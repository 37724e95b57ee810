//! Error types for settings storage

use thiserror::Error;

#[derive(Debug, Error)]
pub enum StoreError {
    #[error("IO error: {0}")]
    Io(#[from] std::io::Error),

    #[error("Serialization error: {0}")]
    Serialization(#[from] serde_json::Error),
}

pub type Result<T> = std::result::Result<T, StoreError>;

-.-.-

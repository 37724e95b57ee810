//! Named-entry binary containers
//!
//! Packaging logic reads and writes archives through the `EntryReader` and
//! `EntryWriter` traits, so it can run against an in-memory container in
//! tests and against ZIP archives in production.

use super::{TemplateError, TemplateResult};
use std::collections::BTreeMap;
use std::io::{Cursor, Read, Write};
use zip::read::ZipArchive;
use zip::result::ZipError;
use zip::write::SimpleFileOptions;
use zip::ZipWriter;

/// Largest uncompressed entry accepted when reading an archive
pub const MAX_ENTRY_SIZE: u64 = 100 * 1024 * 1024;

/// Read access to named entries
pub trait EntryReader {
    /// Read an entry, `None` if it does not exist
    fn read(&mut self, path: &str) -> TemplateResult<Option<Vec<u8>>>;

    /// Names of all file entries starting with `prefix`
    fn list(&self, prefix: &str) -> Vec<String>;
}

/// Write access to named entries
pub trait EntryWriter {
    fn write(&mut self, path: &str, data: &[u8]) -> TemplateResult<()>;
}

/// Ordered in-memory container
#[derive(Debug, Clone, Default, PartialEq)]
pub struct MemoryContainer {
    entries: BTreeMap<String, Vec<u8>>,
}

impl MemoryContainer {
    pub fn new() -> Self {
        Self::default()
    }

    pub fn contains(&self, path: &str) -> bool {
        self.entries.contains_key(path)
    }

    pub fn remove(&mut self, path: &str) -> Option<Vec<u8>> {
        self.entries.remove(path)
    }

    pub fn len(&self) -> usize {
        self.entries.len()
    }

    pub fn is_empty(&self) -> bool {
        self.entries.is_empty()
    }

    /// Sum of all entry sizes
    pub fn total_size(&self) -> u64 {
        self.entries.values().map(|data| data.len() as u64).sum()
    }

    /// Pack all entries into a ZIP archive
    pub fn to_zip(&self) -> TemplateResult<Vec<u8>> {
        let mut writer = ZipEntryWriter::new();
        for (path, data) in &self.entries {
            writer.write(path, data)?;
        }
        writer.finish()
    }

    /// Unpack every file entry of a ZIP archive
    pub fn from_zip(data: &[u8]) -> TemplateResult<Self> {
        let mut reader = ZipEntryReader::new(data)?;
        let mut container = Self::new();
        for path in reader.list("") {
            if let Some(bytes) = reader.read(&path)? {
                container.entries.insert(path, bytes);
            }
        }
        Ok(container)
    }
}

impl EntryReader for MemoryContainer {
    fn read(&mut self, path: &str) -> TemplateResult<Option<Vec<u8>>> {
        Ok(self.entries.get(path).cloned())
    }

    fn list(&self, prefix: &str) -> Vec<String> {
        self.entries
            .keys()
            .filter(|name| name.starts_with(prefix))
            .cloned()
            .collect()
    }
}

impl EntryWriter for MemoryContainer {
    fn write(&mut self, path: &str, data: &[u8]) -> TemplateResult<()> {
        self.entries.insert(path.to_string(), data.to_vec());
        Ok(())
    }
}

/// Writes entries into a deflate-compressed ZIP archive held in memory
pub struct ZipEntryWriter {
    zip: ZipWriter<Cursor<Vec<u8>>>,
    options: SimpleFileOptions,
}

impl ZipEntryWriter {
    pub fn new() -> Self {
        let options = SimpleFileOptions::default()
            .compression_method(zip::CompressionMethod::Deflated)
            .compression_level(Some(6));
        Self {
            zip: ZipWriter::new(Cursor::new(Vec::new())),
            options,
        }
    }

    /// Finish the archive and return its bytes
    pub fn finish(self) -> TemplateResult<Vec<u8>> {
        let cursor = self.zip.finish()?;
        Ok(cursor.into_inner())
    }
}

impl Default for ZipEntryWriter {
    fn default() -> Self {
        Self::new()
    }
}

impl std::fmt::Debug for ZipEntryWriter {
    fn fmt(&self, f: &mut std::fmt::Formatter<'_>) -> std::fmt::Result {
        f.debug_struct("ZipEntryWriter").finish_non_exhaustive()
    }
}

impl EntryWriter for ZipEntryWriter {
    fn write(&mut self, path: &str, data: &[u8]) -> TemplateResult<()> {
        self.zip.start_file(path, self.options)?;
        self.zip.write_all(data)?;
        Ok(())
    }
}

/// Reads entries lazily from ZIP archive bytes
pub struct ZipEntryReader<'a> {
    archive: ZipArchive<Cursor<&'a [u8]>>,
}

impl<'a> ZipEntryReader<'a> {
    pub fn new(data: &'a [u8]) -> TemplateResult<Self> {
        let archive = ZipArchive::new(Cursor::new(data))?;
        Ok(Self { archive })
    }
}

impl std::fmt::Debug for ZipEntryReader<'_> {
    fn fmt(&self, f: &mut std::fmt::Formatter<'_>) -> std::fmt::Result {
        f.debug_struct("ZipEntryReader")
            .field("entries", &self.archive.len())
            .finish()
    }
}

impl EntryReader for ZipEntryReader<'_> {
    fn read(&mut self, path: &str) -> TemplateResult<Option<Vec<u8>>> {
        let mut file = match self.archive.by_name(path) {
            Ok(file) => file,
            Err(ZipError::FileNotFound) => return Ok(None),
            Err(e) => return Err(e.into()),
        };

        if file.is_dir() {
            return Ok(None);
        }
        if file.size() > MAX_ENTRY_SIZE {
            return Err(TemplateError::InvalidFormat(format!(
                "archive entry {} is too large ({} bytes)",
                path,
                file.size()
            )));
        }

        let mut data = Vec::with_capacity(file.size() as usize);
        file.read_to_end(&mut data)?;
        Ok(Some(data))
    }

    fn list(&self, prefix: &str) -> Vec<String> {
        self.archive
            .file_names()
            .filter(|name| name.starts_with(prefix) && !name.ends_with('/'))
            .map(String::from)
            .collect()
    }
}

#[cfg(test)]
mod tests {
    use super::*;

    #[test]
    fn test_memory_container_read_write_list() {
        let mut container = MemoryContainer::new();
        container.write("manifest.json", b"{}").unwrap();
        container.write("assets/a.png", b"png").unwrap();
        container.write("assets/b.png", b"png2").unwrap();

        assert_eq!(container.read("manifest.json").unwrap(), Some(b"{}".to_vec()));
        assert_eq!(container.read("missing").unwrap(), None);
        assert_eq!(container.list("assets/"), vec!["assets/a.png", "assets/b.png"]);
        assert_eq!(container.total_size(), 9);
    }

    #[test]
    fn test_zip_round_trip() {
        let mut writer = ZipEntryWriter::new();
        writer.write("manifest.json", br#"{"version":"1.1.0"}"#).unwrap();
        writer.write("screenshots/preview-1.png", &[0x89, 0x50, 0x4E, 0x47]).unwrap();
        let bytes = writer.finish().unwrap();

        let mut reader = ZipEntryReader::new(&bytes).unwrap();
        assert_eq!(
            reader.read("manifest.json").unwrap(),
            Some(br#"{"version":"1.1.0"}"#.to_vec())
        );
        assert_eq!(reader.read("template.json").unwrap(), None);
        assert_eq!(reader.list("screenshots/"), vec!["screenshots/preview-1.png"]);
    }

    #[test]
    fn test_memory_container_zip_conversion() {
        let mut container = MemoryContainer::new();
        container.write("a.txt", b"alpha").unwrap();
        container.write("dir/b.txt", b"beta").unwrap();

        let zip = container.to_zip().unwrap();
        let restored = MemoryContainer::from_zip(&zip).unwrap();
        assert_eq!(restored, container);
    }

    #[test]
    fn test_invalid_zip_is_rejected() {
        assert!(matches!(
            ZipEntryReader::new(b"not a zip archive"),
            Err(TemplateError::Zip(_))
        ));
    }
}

-.-.-

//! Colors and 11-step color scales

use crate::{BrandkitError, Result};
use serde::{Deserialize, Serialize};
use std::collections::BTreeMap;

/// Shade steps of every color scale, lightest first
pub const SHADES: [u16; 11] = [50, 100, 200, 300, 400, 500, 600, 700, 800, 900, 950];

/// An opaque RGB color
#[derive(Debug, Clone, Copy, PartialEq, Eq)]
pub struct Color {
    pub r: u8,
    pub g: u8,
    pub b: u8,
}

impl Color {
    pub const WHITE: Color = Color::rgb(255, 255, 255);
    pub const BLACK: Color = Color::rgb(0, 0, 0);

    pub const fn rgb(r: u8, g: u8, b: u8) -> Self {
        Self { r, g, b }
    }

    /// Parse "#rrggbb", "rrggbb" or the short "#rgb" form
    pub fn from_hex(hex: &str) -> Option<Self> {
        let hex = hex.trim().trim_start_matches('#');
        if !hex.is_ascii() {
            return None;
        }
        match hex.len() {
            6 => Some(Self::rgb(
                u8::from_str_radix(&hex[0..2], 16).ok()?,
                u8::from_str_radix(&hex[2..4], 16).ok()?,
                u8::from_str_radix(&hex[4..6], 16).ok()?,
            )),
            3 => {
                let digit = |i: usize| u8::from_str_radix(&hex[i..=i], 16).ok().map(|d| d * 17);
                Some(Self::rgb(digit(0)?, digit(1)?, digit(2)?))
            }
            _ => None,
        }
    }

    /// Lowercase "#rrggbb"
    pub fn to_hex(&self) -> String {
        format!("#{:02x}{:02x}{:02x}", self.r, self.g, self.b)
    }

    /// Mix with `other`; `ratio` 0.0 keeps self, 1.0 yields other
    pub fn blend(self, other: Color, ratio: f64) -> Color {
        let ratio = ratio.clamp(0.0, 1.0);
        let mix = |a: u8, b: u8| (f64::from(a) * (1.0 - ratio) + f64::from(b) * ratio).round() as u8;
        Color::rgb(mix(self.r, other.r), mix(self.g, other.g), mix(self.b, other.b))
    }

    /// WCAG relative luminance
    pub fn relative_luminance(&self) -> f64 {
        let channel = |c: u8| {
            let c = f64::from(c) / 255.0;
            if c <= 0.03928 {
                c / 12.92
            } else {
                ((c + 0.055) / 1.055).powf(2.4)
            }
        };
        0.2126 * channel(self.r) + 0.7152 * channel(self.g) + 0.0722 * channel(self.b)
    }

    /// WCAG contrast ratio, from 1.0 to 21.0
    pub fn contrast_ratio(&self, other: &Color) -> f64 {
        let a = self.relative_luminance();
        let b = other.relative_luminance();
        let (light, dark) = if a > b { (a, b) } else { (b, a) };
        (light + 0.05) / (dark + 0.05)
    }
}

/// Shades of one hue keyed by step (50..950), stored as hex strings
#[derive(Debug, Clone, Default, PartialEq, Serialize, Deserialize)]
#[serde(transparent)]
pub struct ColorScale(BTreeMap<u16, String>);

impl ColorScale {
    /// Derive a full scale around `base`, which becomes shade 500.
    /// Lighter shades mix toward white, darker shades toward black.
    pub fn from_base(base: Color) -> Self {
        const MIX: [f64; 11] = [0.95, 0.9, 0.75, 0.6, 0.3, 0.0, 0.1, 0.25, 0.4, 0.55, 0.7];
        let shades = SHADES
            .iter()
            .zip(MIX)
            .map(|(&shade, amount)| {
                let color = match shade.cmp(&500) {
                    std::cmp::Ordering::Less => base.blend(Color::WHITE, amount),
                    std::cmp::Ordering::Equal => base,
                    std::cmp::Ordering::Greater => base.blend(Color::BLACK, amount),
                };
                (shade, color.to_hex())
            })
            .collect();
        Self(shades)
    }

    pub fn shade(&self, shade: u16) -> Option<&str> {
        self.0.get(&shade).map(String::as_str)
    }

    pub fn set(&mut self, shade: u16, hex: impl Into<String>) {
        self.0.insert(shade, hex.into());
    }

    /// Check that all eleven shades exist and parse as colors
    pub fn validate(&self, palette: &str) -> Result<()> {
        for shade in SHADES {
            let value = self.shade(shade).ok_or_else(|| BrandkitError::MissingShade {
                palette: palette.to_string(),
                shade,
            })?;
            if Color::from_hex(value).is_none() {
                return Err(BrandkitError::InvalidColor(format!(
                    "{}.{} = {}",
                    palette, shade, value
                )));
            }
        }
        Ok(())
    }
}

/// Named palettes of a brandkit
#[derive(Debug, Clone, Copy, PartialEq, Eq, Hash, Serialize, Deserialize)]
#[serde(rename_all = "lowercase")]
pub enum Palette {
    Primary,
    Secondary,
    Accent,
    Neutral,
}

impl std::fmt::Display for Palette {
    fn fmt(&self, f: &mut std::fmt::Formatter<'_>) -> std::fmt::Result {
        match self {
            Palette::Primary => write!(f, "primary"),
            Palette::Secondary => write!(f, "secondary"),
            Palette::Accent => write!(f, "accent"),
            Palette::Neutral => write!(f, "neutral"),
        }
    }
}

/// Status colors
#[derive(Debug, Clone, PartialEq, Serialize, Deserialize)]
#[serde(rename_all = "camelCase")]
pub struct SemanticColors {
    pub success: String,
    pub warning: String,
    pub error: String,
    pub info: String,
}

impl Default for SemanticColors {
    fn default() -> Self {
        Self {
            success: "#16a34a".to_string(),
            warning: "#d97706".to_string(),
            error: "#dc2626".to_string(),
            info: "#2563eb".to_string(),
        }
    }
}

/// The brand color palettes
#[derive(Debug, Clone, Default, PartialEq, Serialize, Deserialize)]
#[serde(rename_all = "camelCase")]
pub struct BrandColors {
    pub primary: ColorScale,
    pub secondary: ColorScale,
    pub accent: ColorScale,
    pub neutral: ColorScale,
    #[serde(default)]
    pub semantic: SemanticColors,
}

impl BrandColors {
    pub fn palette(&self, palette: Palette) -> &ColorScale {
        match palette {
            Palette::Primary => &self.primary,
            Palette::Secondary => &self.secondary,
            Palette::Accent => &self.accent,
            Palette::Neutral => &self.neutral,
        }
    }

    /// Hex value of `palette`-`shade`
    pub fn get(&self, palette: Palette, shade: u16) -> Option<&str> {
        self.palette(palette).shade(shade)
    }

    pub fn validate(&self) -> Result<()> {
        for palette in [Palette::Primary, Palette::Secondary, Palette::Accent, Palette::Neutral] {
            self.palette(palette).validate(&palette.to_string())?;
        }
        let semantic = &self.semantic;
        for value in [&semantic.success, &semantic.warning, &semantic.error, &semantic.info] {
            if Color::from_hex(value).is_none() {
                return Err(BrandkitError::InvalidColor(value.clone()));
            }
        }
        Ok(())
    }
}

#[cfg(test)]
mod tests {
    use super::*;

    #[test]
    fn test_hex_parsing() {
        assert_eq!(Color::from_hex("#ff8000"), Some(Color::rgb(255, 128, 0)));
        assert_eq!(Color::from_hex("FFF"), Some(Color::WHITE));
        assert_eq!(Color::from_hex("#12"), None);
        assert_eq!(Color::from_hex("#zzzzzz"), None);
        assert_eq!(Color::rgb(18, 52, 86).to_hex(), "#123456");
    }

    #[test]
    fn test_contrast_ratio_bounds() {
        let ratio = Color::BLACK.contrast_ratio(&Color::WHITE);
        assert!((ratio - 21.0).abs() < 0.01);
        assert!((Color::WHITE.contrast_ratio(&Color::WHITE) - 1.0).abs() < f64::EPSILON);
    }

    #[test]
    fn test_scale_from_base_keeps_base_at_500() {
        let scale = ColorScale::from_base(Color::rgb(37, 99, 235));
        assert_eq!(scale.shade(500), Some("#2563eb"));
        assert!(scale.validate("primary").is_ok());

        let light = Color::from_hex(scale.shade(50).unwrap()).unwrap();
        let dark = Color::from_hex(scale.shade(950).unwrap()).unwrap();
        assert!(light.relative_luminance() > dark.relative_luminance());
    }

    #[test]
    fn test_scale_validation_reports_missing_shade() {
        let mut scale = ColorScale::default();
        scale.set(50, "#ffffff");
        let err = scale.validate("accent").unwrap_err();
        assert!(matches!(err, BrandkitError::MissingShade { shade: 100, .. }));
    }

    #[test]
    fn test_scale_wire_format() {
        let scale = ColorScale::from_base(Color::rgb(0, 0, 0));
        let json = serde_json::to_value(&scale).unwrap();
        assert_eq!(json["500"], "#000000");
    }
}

-.-.-

• [TO DO]: Please copy out each line in the entries that mentions the string "bytes".

• [ANSWER TO THIS TASK]:
            if let Some(bytes) = reader.read(&path)? {
                container.entries.insert(path, bytes);
    /// Finish the archive and return its bytes
/// Reads entries lazily from ZIP archive bytes
                "archive entry {} is too large ({} bytes)",
        let bytes = writer.finish().unwrap();
        let mut reader = ZipEntryReader::new(&bytes).unwrap();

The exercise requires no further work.